Ben Schoon, 9to5Google:

Huawei is currently running a contest for its fans in China to promote the Huawei P40 Pro. On Weibo, a video was shared that included a bunch of stellar photos that Huawei claimed had been shot on its smartphones. One Weibo user, though, noticed that one of the images looked pretty familiar. After doing some digging, he found the exact photo on 500px — a photography-sharing platform — complete with data on what actually took the shot.

Long story short, this stunning photo wasn’t shot on a Huawei P40 Pro. Instead, it was shot on a Nikon D850 DLSR camera which costs over $3,000 on its own.

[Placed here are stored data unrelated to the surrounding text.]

//! Launch-command configuration for locally installed applications
//!
//! The table is built once at startup and handed to the automation engine;
//! business logic never reads the environment itself.

use std::collections::HashMap;
use std::env;

/// Maps lowercase application aliases to the command that launches them.
///
/// Three well-known applications have dedicated override settings; anything
/// else is launched by its raw name, assumed to be on the OS search path.
#[derive(Debug, Clone)]
pub struct AppPaths {
    commands: HashMap<String, String>,
}

impl AppPaths {
    /// Build a table from explicit launch commands
    pub fn new(
        vscode: impl Into<String>,
        steam: impl Into<String>,
        discord: impl Into<String>,
    ) -> Self {
        let mut commands = HashMap::new();
        commands.insert("vscode".to_string(), vscode.into());
        commands.insert("steam".to_string(), steam.into());
        commands.insert("discord".to_string(), discord.into());
        Self { commands }
    }

    /// Build a table from environment overrides, falling back to bare
    /// command names
    ///
    /// Optional: VSCODE_PATH, STEAM_PATH, DISCORD_PATH
    pub fn from_env() -> Self {
        Self::new(
            env::var("VSCODE_PATH").unwrap_or_else(|_| "code".into()),
            env::var("STEAM_PATH").unwrap_or_else(|_| "steam".into()),
            env::var("DISCORD_PATH").unwrap_or_else(|_| "discord".into()),
        )
    }

    /// Look up the launch command for a lowercase alias
    pub fn resolve(&self, alias: &str) -> Option<&str> {
        self.commands.get(alias).map(String::as_str)
    }
}

impl Default for AppPaths {
    fn default() -> Self {
        Self::new("code", "steam", "discord")
    }
}

#[cfg(test)]
mod tests {
    use super::*;

    #[test]
    fn test_default_commands() {
        let paths = AppPaths::default();
        assert_eq!(paths.resolve("vscode"), Some("code"));
        assert_eq!(paths.resolve("steam"), Some("steam"));
        assert_eq!(paths.resolve("discord"), Some("discord"));
    }

    #[test]
    fn test_explicit_overrides() {
        let paths = AppPaths::new("/opt/vscode/bin/code", "steam", "discord");
        assert_eq!(paths.resolve("vscode"), Some("/opt/vscode/bin/code"));
    }

    #[test]
    fn test_unknown_alias() {
        let paths = AppPaths::default();
        assert_eq!(paths.resolve("blender"), None);
    }
}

Schoon points to a South China Morning Post story illustrating two examples in the same video of implying DSLR images were shot on a Huawei smartphone, and Jamie-hua, the Weibo user, actually pointed to at least three additional examples of misrepresentation.

Matt Birchler:

Look, Huawai has responded every time saying that they technically never said that the photos were taken on their phones, but the context these photos were displayed heavily implied that was the case. Huawai phones can take some great photos, so I really can’t fathom why the company’s marketing does this year after year after year.

This is par for the course for Huawei. But it is particularly embarrassing for Leica, which has offered its storied name to the cameras on Huawei’s smartphones and which Huawei credits in its marketing materials as “co-engineering” the cameras in its phones. It must be awkward to see those phones and, by extension, their Leica-branded cameras promoted in a photography context with images from more capable, more expensive, non-Leica-branded DSLRs.